To do: Return all lines in the data where the string "before" can be found.

Records provided:

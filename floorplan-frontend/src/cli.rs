use std::fmt::Write as _;
use std::path::PathBuf;

use floorplan_config::AppConfig;
use floorplan_core::document::{FloorPlan, MeasurementUnit, OpeningKind};
use floorplan_core::geometry::Point2;
use floorplan_engine::command::{CommandBus, CommandContext, CommandRequest, CommandResponse};
use floorplan_engine::editor::{Editor, Selection};
use floorplan_io::{DocumentSaver, JsonFacade};
use tracing::{info, warn};

use crate::errors::FrontendError;
use crate::loader::{DocumentSource, LoadedEditor, load_editor};

/// 命令行参数中与文档相关的部分。
#[derive(Debug, Clone, Default)]
pub struct CliOptions {
    pub open: Option<PathBuf>,
    pub save: Option<PathBuf>,
}

/// 加载文档，依次执行配置中的脚本命令，打印平面图概览，并按需保存。
pub fn run(config: &AppConfig, options: &CliOptions) -> Result<(), FrontendError> {
    let LoadedEditor {
        mut editor,
        source,
        demo_entities,
    } = load_editor(config, options.open.as_deref());
    let bus = CommandBus::new();

    println!("Rust 版平面图编辑器 CLI");
    match &source {
        DocumentSource::File(path) => println!("已从 JSON 加载文档：{}", path.display()),
        DocumentSource::Demo => {
            if let Some(ids) = &demo_entities {
                println!("已构建内置示例户型：");
                println!("  - 房间 ID = {}", ids.room);
                println!("  - 沙发 ID = {}", ids.sofa);
                println!("  - 餐桌 ID = {}", ids.table);
                println!("  - 椅子 ID = {}", ids.chair);
            }
        }
    }

    let mut commands: Vec<&str> = bus.available_commands().copied().collect();
    commands.sort_unstable();
    println!("支持的命令: {}", commands.join(", "));

    for line in &config.frontend.script {
        match run_script_line(&bus, &mut editor, line) {
            Ok(Some(response)) => report(line, &response),
            Ok(None) => {}
            Err(err) => warn!(line = line.as_str(), error = %err, "脚本命令无法执行"),
        }
    }

    print!("{}", render_overview(&editor, config.frontend.list_entities));

    if let Some(path) = &options.save {
        JsonFacade::new().save(editor.plan(), path)?;
        println!("已保存到 {}", path.display());
    }
    Ok(())
}

/// 执行一行脚本。空行返回 `Ok(None)`，未注册的命令返回错误。
pub fn run_script_line(
    bus: &CommandBus,
    editor: &mut Editor,
    line: &str,
) -> Result<Option<CommandResponse>, FrontendError> {
    let Some(request) = CommandRequest::parse(line) else {
        return Ok(None);
    };
    if !bus.contains(&request.name) {
        return Err(FrontendError::UnknownCommand(request.name));
    }
    let mut context = CommandContext { editor };
    Ok(Some(bus.dispatch(&request, &mut context)))
}

fn report(line: &str, response: &CommandResponse) {
    let message = response.message.as_deref().unwrap_or_default();
    if response.success {
        println!("[命令] {message}");
    } else {
        warn!(line, "CLI 命令执行失败: {message}");
        println!("[失败] {line}: {message}");
    }
}

/// 生成平面图概览文本。
pub fn render_overview(editor: &Editor, list_entities: bool) -> String {
    let plan = editor.plan();
    let mut out = String::new();
    let _ = writeln!(
        out,
        "平面图 \"{}\"：墙体 {} 段，房间 {} 个，家具 {} 件",
        plan.name(),
        plan.wall_count(),
        plan.rooms().count(),
        plan.furniture_items().len()
    );
    let _ = writeln!(
        out,
        "比例 = {} 像素/英寸，单位 = {}，网格 = {}（显示: {}，吸附: {}）",
        plan.scale(),
        plan.unit().display_unit(),
        plan.format_measurement(editor.settings().grid.grid_size),
        editor.settings().grid.show_grid,
        editor.settings().grid.snap_to_grid
    );

    if list_entities {
        describe_entities(plan, &mut out);
    }

    match editor.selection() {
        Some(selection) => {
            let _ = writeln!(out, "当前选中：{}", describe_selection(selection));
        }
        None => {
            let _ = writeln!(out, "当前尚未选中任何实体。");
        }
    }
    let viewport = editor.viewport();
    let _ = writeln!(
        out,
        "视口中心={}, 缩放={:.3}",
        format_point(viewport.center),
        viewport.zoom
    );
    let history = editor.history();
    let _ = writeln!(
        out,
        "历史：可撤销 {} 步，可重做 {} 步（上限 {}）",
        history.undo_len(),
        history.redo_len(),
        history.max_len()
    );
    out
}

fn describe_entities(plan: &FloorPlan, out: &mut String) {
    let _ = writeln!(out, "墙体：");
    for wall in plan.walls() {
        let doors = wall.openings.iter().filter(|o| o.is_door()).count();
        let windows = wall
            .openings
            .iter()
            .filter(|o| matches!(o.kind, OpeningKind::Window { .. }))
            .count();
        let _ = writeln!(
            out,
            "  - 墙 {} {} -> {}，长度 {}，门 {}，窗 {}",
            wall.id,
            format_point(wall.start_point),
            format_point(wall.end_point),
            plan.format_measurement(wall.length()),
            doors,
            windows
        );
    }

    let _ = writeln!(out, "房间：");
    for room in plan.rooms() {
        let _ = writeln!(
            out,
            "  - 房间 {} {}（{}），墙体 {} 段，面积 {}",
            room.id,
            room.name,
            room.room_type.display_name(),
            room.walls.len(),
            format_area(room.area, plan.unit())
        );
    }

    let _ = writeln!(out, "家具：");
    for item in plan.furniture_items() {
        let _ = writeln!(
            out,
            "  - 家具 {} {} [{}] 位置={} 尺寸={}x{} 旋转={}°",
            item.id,
            item.display_name(),
            item.furniture_id,
            format_point(item.position),
            item.width,
            item.height,
            item.rotation
        );
    }
}

fn describe_selection(selection: Selection) -> String {
    match selection {
        Selection::Wall(id) => format!("墙 {id}"),
        Selection::Furniture(id) => format!("家具 {id}"),
        Selection::Room(id) => format!("房间 {id}"),
    }
}

/// 面积以平方英寸存储，按文档单位换算为平方英尺或平方米。
fn format_area(square_inches: f64, unit: MeasurementUnit) -> String {
    match unit {
        MeasurementUnit::Imperial => format!("{:.1} sq ft", square_inches / 144.0),
        MeasurementUnit::Metric => format!("{:.2} m²", square_inches * 0.000_645_16),
    }
}

fn format_point(point: Point2) -> String {
    format!("({:.2}, {:.2})", point.x(), point.y())
}

pub(crate) fn log_startup(config: &AppConfig, options: &CliOptions) {
    info!(
        open = ?options.open,
        save = ?options.save,
        script_lines = config.frontend.script.len(),
        "启动 CLI 前端"
    );
}

#[cfg(test)]
mod tests {
    use floorplan_engine::editor::Editor;

    use super::*;

    #[test]
    fn script_lines_drive_the_editor() {
        let mut editor = Editor::default();
        editor.populate_demo();
        let bus = CommandBus::new();
        let before = editor.plan().furniture_items().len();

        let placed = run_script_line(&bus, &mut editor, "place cabinet 200 40")
            .unwrap()
            .unwrap();
        assert!(placed.success);
        assert_eq!(editor.plan().furniture_items().len(), before + 1);

        let undone = run_script_line(&bus, &mut editor, "undo").unwrap().unwrap();
        assert!(undone.success);
        assert_eq!(editor.plan().furniture_items().len(), before);

        assert!(run_script_line(&bus, &mut editor, "   ").unwrap().is_none());
    }

    #[test]
    fn unknown_script_command_is_an_error() {
        let mut editor = Editor::default();
        let bus = CommandBus::new();
        let err = run_script_line(&bus, &mut editor, "explode 1 2").unwrap_err();
        assert!(matches!(err, FrontendError::UnknownCommand(name) if name == "explode"));
    }

    #[test]
    fn overview_lists_demo_plan() {
        let mut editor = Editor::default();
        editor.populate_demo();
        let text = render_overview(&editor, true);
        assert!(text.contains("Demo Apartment"));
        assert!(text.contains("墙体 4 段"));
        assert!(text.contains("Living Room"));
        assert!(text.contains("300.0 sq ft"));
        assert!(text.contains("可撤销 0 步"));

        let brief = render_overview(&editor, false);
        assert!(!brief.contains("家具："));
    }

    #[test]
    fn area_follows_document_unit() {
        assert_eq!(format_area(144.0, MeasurementUnit::Imperial), "1.0 sq ft");
        assert_eq!(format_area(1550.0031, MeasurementUnit::Metric), "1.00 m²");
    }
}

Response:
        let before = editor.plan().furniture_items().len();
        assert_eq!(editor.plan().furniture_items().len(), before + 1);
        assert_eq!(editor.plan().furniture_items().len(), before);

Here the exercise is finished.